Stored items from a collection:

----

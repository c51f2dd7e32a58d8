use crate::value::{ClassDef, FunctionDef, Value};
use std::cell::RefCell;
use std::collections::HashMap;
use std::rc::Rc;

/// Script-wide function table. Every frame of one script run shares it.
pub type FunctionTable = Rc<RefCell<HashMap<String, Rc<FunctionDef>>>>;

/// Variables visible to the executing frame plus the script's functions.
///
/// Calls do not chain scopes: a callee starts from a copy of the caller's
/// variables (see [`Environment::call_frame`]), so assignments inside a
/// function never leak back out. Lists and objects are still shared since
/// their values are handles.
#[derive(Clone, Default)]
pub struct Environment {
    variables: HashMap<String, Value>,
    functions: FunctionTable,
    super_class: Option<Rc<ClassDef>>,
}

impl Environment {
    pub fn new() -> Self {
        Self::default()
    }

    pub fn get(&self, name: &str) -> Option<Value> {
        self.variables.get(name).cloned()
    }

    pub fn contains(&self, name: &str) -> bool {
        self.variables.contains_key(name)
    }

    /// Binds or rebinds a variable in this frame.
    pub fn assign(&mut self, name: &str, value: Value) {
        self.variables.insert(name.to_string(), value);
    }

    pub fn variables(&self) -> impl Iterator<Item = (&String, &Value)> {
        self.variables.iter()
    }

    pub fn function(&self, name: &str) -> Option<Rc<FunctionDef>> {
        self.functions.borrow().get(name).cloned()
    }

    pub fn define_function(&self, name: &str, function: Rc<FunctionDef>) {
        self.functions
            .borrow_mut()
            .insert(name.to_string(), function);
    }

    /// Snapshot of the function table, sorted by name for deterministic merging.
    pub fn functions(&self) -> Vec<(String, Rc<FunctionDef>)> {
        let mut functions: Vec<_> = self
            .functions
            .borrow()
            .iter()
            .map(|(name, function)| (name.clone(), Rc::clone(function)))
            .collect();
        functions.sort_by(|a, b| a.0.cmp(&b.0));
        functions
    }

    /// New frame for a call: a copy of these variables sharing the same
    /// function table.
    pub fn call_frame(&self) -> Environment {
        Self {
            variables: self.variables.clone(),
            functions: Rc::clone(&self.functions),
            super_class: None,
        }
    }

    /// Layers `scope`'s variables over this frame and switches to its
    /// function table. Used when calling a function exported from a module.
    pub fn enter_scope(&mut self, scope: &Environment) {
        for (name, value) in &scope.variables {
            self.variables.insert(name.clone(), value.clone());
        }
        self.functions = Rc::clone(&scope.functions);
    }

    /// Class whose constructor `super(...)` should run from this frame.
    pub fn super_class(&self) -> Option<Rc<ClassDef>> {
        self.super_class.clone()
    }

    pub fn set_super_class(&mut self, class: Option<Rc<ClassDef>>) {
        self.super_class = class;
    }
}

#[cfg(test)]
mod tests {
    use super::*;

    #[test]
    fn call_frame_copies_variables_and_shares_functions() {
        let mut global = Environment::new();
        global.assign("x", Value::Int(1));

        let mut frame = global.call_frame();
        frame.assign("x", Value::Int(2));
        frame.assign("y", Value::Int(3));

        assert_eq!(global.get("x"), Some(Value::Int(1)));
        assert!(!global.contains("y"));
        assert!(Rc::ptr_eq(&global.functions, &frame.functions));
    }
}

----

* **THE TASK**
Reproduce all of the records exactly.

* **EXERCISE OUTPUT**
repository c51f2dd7e32a58d8
use crate::value::{ClassDef, FunctionDef, Value};
use std::cell::RefCell;
use std::collections::HashMap;
use std::rc::Rc;

/// Script-wide function table. Every frame of one script run shares it.
pub type FunctionTable = Rc<RefCell<HashMap<String, Rc<FunctionDef>>>>;

/// Variables visible to the executing frame plus the script's functions.
///
/// Calls do not chain scopes: a callee starts from a copy of the caller's
/// variables (see [`Environment::call_frame`]), so assignments inside a
/// function never leak back out. Lists and objects are still shared since
/// their values are handles.
#[derive(Clone, Default)]
pub struct Environment {
    variables: HashMap<String, Value>,
    functions: FunctionTable,
    super_class: Option<Rc<ClassDef>>,
}

impl Environment {
    pub fn new() -> Self {
        Self::default()
    }

    pub fn get(&self, name: &str) -> Option<Value> {
        self.variables.get(name).cloned()
    }

    pub fn contains(&self, name: &str) -> bool {
        self.variables.contains_key(name)
    }

    /// Binds or rebinds a variable in this frame.
    pub fn assign(&mut self, name: &str, value: Value) {
        self.variables.insert(name.to_string(), value);
    }

    pub fn variables(&self) -> impl Iterator<Item = (&String, &Value)> {
        self.variables.iter()
    }

    pub fn function(&self, name: &str) -> Option<Rc<FunctionDef>> {
        self.functions.borrow().get(name).cloned()
    }

    pub fn define_function(&self, name: &str, function: Rc<FunctionDef>) {
        self.functions
            .borrow_mut()
            .insert(name.to_string(), function);
    }

    /// Snapshot of the function table, sorted by name for deterministic merging.
    pub fn functions(&self) -> Vec<(String, Rc<FunctionDef>)> {
        let mut functions: Vec<_> = self
            .functions
            .borrow()
            .iter()
            .map(|(name, function)| (name.clone(), Rc::clone(function)))
            .collect();
        functions.sort_by(|a, b| a.0.cmp(&b.0));
        functions
    }

    /// New frame for a call: a copy of these variables sharing the same
    /// function table.
    pub fn call_frame(&self) -> Environment {
        Self {
            variables: self.variables.clone(),
            functions: Rc::clone(&self.functions),
            super_class: None,
        }
    }

    /// Layers `scope`'s variables over this frame and switches to its
    /// function table. Used when calling a function exported from a module.
    pub fn enter_scope(&mut self, scope: &Environment) {
        for (name, value) in &scope.variables {
            self.variables.insert(name.clone(), value.clone());
        }
        self.functions = Rc::clone(&scope.functions);
    }

    /// Class whose constructor `super(...)` should run from this frame.
    pub fn super_class(&self) -> Option<Rc<ClassDef>> {
        self.super_class.clone()
    }

    pub fn set_super_class(&mut self, class: Option<Rc<ClassDef>>) {
        self.super_class = class;
    }
}

#[cfg(test)]
mod tests {
    use super::*;

    #[test]
    fn call_frame_copies_variables_and_shares_functions() {
        let mut global = Environment::new();
        global.assign("x", Value::Int(1));

        let mut frame = global.call_frame();
        frame.assign("x", Value::Int(2));
        frame.assign("y", Value::Int(3));

        assert_eq!(global.get("x"), Some(Value::Int(1)));
        assert!(!global.contains("y"));
        assert!(Rc::ptr_eq(&global.functions, &frame.functions));
    }
}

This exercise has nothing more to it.